While Uría Menéndez was reacting to a new law, Wragge & Co claims to have helped make one: one of its partners, Michael Whitehouse, collaborated with Albert Mumma, a Kenyan counterpart, to draft the country’s first privatisation act. The work was part of a bigger project, run by the International Finance Corporation, the private sector lending arm of the World Bank, to privatise the vital 2,350km railway, linking the port of Mombasa with Kampala, Uganda’s capital.
Another high-profile entry that claims to involve a legal landmark is Mishcon de Reya’s work for Helen Green, who won £850,000 in a bullying case she brought against Deutsche Bank. The firm’s strategy of taking the case to the High Court rather than an employment tribunal was highly unusual and has helped set a precedent on employers’ duties of care towards employees who are being bullied and harassed.
It is one of many legal boundaries lawyers say they have pushed back in a category that shows how the law is not quite as predictable, certain or constricting as some outside the profession might think.
Case study: Netting victory in fishing dispute
By Ailsa Dixon
In the middle of an international maritime boundary dispute, Barbados detached itself from its continental shelf moorings and started to sail down the Caribbean towards Trinidad and Tobago.
The fantastic voyage – conjured up on a computer screen by Latham & Watkins, lawyers for Barbados, to ridicule Trinidad’s territorial ambitions – was so bizarre that it made the judges fall about laughing.
“You can’t ask for a better outcome than that,” purrs Robert Volterra, leader of the team. “When the two countries were that close together, you could immediately understand the absurdity of Trinidad’s claim.”
The firm’s work on the decades-old case – which earned it joint second place in the legal expertise category – has a wider importance than the hilarity it injected into the sober, high-stakes world of maritime arbitration.
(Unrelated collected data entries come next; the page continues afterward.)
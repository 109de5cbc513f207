//! # PMOPlayer Configuration Module
//!
//! Configuration management for PMOPlayer:
//! - Embedded default configuration merged with an external `config.yaml`
//! - Environment variable overrides (`PMOPLAYER_CONFIG__SECTION__KEY=value`)
//! - Path-addressed getters and setters, persisted on every write
//! - Managed directories resolved against the configuration directory
//!
//! ## Usage
//!
//! ```no_run
//! use pmoconfig::get_config;
//!
//! let config = get_config();
//! let level = config.get_log_min_level()?;
//! let state_dir = config.get_managed_dir(&["player", "state", "directory"], "state")?;
//! # Ok::<(), anyhow::Error>(())
//! ```

use anyhow::{anyhow, Result};
use dirs::home_dir;
use lazy_static::lazy_static;
use serde_yaml::{Mapping, Value};
use std::{
    env, fs,
    path::{Path, PathBuf},
    sync::{Arc, Mutex, MutexGuard},
};
use tracing::info;

// Configuration par défaut intégrée
const DEFAULT_CONFIG: &str = include_str!("pmoplayer.yaml");

lazy_static! {
    static ref CONFIG: Arc<Config> =
        Arc::new(Config::load_config("").expect("Failed to load PMOPlayer configuration"));
}

const ENV_CONFIG_DIR: &str = "PMOPLAYER_CONFIG";
const ENV_PREFIX: &str = "PMOPLAYER_CONFIG__";
const CONFIG_DIR_NAME: &str = ".pmoplayer";

const DEFAULT_LOG_MIN_LEVEL: &str = "INFO";
const DEFAULT_LOG_ENABLE_CONSOLE: bool = true;

/// Macro to generate getter/setter for bool values with default
macro_rules! impl_bool_config {
    ($getter:ident, $setter:ident, $path:expr, $default:expr) => {
        pub fn $getter(&self) -> Result<bool> {
            match self.get_value($path) {
                Ok(Value::Bool(b)) => Ok(b),
                _ => Ok($default),
            }
        }

        pub fn $setter(&self, value: bool) -> Result<()> {
            self.set_value($path, Value::Bool(value))
        }
    };
}

/// Macro to generate getter/setter for string values with default
macro_rules! impl_string_config {
    ($getter:ident, $setter:ident, $path:expr, $default:expr) => {
        pub fn $getter(&self) -> Result<String> {
            match self.get_value($path) {
                Ok(Value::String(s)) if !s.trim().is_empty() => Ok(s),
                _ => Ok($default.to_string()),
            }
        }

        pub fn $setter(&self, value: String) -> Result<()> {
            self.set_value($path, Value::String(value))
        }
    };
}

/// Configuration manager for PMOPlayer
///
/// The YAML tree is held behind a mutex and written back to `config.yaml`
/// after every mutation.
#[derive(Debug)]
pub struct Config {
    config_dir: PathBuf,
    path: PathBuf,
    data: Mutex<Value>,
}

impl Config {
    /// Finds a config directory by trying different locations in order
    fn find_config_dir(directory: &str) -> PathBuf {
        if !directory.is_empty() {
            return PathBuf::from(directory);
        }

        if let Ok(env_path) = env::var(ENV_CONFIG_DIR) {
            info!(env_var = ENV_CONFIG_DIR, path = %env_path, "Trying to load config from env");
            return PathBuf::from(env_path);
        }

        if Path::new(CONFIG_DIR_NAME).exists() {
            return PathBuf::from(CONFIG_DIR_NAME);
        }

        if let Some(home) = home_dir() {
            let home_config = home.join(CONFIG_DIR_NAME);
            if home_config.exists() {
                return home_config;
            }
        }

        PathBuf::from(CONFIG_DIR_NAME)
    }

    /// Creates the directory if needed and checks it is writable
    fn prepare_config_dir(path: &Path) -> Result<()> {
        if !path.exists() {
            fs::create_dir_all(path)?;
        }

        if !path.is_dir() {
            return Err(anyhow!(
                "Configuration path {} is not a directory",
                path.display()
            ));
        }

        let probe = path.join(".write_test");
        fs::write(&probe, b"test")?;
        fs::remove_file(&probe)?;

        Ok(())
    }

    /// Loads the configuration from `directory` (empty string: auto-detect)
    ///
    /// The directory is searched in the following order:
    /// 1. The provided `directory` parameter if not empty
    /// 2. The `PMOPLAYER_CONFIG` environment variable
    /// 3. `.pmoplayer` in the current directory
    /// 4. `.pmoplayer` in the user's home directory
    ///
    /// The embedded defaults are merged with `config.yaml` when present, then
    /// environment overrides are applied and the merged tree is saved back.
    pub fn load_config(directory: &str) -> Result<Self> {
        let config_dir = Self::find_config_dir(directory);
        Self::prepare_config_dir(&config_dir)?;
        info!(config_dir = %config_dir.display(), "Using config directory");

        let path = config_dir.join("config.yaml");

        let mut merged = lower_keys(serde_yaml::from_str(DEFAULT_CONFIG)?);

        match fs::read(&path) {
            Ok(data) => {
                info!(config_file = %path.display(), "Loaded config file");
                let external: Value = serde_yaml::from_slice(&data)?;
                merge_yaml(&mut merged, &lower_keys(external));
            }
            Err(_) => {
                info!(config_file = %path.display(), "Config file not found, using embedded defaults");
            }
        }

        let mut value = merged;
        apply_env_overrides(&mut value);

        let config = Config {
            config_dir,
            path,
            data: Mutex::new(value),
        };

        config.save()?;
        Ok(config)
    }

    /// Directory holding `config.yaml`
    pub fn config_dir(&self) -> &Path {
        &self.config_dir
    }

    fn data(&self) -> Result<MutexGuard<'_, Value>> {
        self.data
            .lock()
            .map_err(|_| anyhow!("Configuration lock poisoned"))
    }

    /// Saves the current configuration to `config.yaml`
    pub fn save(&self) -> Result<()> {
        let yaml = serde_yaml::to_string(&*self.data()?)?;
        fs::write(&self.path, yaml)?;
        Ok(())
    }

    /// Sets a configuration value at the specified path and saves it
    ///
    /// # Arguments
    ///
    /// * `path` - Keys from the root (e.g. `&["player", "blobs", "enabled"]`)
    /// * `value` - The YAML value to set
    pub fn set_value(&self, path: &[&str], value: Value) -> Result<()> {
        {
            let mut data = self.data()?;
            set_value_internal(&mut data, path, value)?;
        }
        self.save()
    }

    /// Gets a configuration value at the specified path
    ///
    /// Returns an error when the path does not exist.
    pub fn get_value(&self, path: &[&str]) -> Result<Value> {
        let data = self.data()?;
        get_value_internal(&data, path)
    }

    /// Résout un chemin relatif ou absolu et crée le répertoire si nécessaire
    fn resolve_and_create_dir(&self, dir_path: &str) -> Result<PathBuf> {
        let path = Path::new(dir_path);
        let absolute = if path.is_absolute() {
            path.to_path_buf()
        } else {
            self.config_dir.join(path)
        };

        if !absolute.exists() {
            fs::create_dir_all(&absolute)?;
            info!(directory = %absolute.display(), "Created managed directory");
        }

        Ok(absolute)
    }

    /// Récupère un répertoire géré par la configuration
    ///
    /// Le répertoire peut être absolu ou relatif au répertoire de
    /// configuration. Il est créé s'il n'existe pas. Si la clé est absente,
    /// `default` est enregistré dans la configuration.
    ///
    /// # Exemple
    ///
    /// ```no_run
    /// use pmoconfig::get_config;
    ///
    /// let config = get_config();
    /// let dir = config.get_managed_dir(&["player", "blobs", "directory"], "blobs")?;
    /// println!("Blob store directory: {}", dir.display());
    /// # Ok::<(), anyhow::Error>(())
    /// ```
    pub fn get_managed_dir(&self, path: &[&str], default: &str) -> Result<PathBuf> {
        let dir_path = match self.get_value(path) {
            Ok(Value::String(s)) if !s.is_empty() => s,
            _ => {
                self.set_managed_dir(path, default.to_string())?;
                default.to_string()
            }
        };
        self.resolve_and_create_dir(&dir_path)
    }

    /// Définit un répertoire géré par la configuration
    pub fn set_managed_dir(&self, path: &[&str], directory: String) -> Result<()> {
        self.set_value(path, Value::String(directory))
    }

    impl_string_config!(
        get_log_min_level,
        set_log_min_level,
        &["host", "logger", "min_level"],
        DEFAULT_LOG_MIN_LEVEL
    );

    impl_bool_config!(
        get_log_enable_console,
        set_log_enable_console,
        &["host", "logger", "enable_console"],
        DEFAULT_LOG_ENABLE_CONSOLE
    );

    /// Lit un booléen à `path`, `default` si absent ou d'un autre type
    pub fn get_bool(&self, path: &[&str], default: bool) -> bool {
        match self.get_value(path) {
            Ok(Value::Bool(b)) => b,
            _ => default,
        }
    }

    /// Lit une chaîne non vide à `path`, `default` sinon
    pub fn get_string(&self, path: &[&str], default: &str) -> String {
        match self.get_value(path) {
            Ok(Value::String(s)) if !s.trim().is_empty() => s,
            _ => default.to_string(),
        }
    }
}

/// Returns the global configuration instance
///
/// The instance is loaded lazily on first access.
pub fn get_config() -> Arc<Config> {
    CONFIG.clone()
}

fn set_value_internal(data: &mut Value, path: &[&str], value: Value) -> Result<()> {
    if path.is_empty() {
        *data = value;
        return Ok(());
    }
    if let Value::Mapping(map) = data {
        let key = Value::String(path[0].to_lowercase());
        if path.len() == 1 {
            map.insert(key, value);
        } else {
            let entry = map.entry(key).or_insert(Value::Mapping(Mapping::new()));
            set_value_internal(entry, &path[1..], value)?;
        }
        Ok(())
    } else {
        Err(anyhow!("Current node is not a map"))
    }
}

fn get_value_internal(data: &Value, path: &[&str]) -> Result<Value> {
    let mut current = data;
    for (i, key) in path.iter().enumerate() {
        let Value::Mapping(map) = current else {
            return Err(anyhow!("Path {} is not a mapping", path[..i].join(".")));
        };
        match map.get(&Value::String(key.to_lowercase())) {
            Some(next) => current = next,
            None => return Err(anyhow!("Path {} does not exist", path[..=i].join("."))),
        }
    }
    Ok(current.clone())
}

fn apply_env_overrides(config: &mut Value) {
    for (key, value) in env::vars() {
        let Some(suffix) = key.strip_prefix(ENV_PREFIX) else {
            continue;
        };
        let key_path = suffix.split("__").collect::<Vec<_>>();
        let parsed = serde_yaml::from_str::<Value>(&value).unwrap_or(Value::String(value));
        let _ = set_value_internal(config, &key_path, parsed);
    }
}

fn lower_keys(value: Value) -> Value {
    match value {
        Value::Mapping(map) => Value::Mapping(
            map.into_iter()
                .map(|(k, v)| match k {
                    Value::String(s) => (Value::String(s.to_lowercase()), lower_keys(v)),
                    other => (other, lower_keys(v)),
                })
                .collect(),
        ),
        Value::Sequence(seq) => Value::Sequence(seq.into_iter().map(lower_keys).collect()),
        other => other,
    }
}

/// Merges `external` into `default`
///
/// Mappings are merged key by key; scalars and sequences from `external`
/// replace the default value.
fn merge_yaml(default: &mut Value, external: &Value) {
    match (default, external) {
        (Value::Mapping(dmap), Value::Mapping(emap)) => {
            for (k, v) in emap {
                match dmap.get_mut(k) {
                    Some(dv) => merge_yaml(dv, v),
                    None => {
                        dmap.insert(k.clone(), v.clone());
                    }
                }
            }
        }
        (d, e) => *d = e.clone(),
    }
}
Apart from securing Barbados rights to waters rich in both energy reserves and its national delicacy, flying fish, the firm’s novel use of the United Nations convention on the law of the sea has opened the door to faster resolution of other long-standing maritime disputes.
The firm’s main innovation was to establish the jurisdiction of the Permanent Court of Arbitration in The Hague, which was able to settle this case in just over two years. Before now, states have had to resort to the International Court of Justice, in an expensive process that can take up to eight years.
The court of arbitration intervened after negotiations between Trinidad and Barbados hit rock bottom due to the arrest of two Barbadian fishermen, who had been caught in Trinidadian waters in February 2004.
The arbitration started later that month, and the landmark ruling – which gave Barbados arguably more than it asked for – was announced in June 2006. The case has already set a precedent in the field of public international law, and has encouraged other areas plagued by intractable boundary conflicts, such as Guyana and Surinam, to follow suit.
Latham’s use of technology established another first for an inter-state maritime case of this kind. Apart from the interactive map that so tickled the judges, the firm showed documentary film footage of Barbadian fishermen as evidence of their right to access Trinidadian waters. The evidence helped Latham secure a legal duty for Trinidad and Tobago to make an agreement with Barbados over their freedom to catch the flying fish in Trinidad’s Exclusive Economic Zone.
Barbados can now look forward to investments in previously untouchable resources, thanks to a judgment that has, in more ways that one, put it on the international legal map.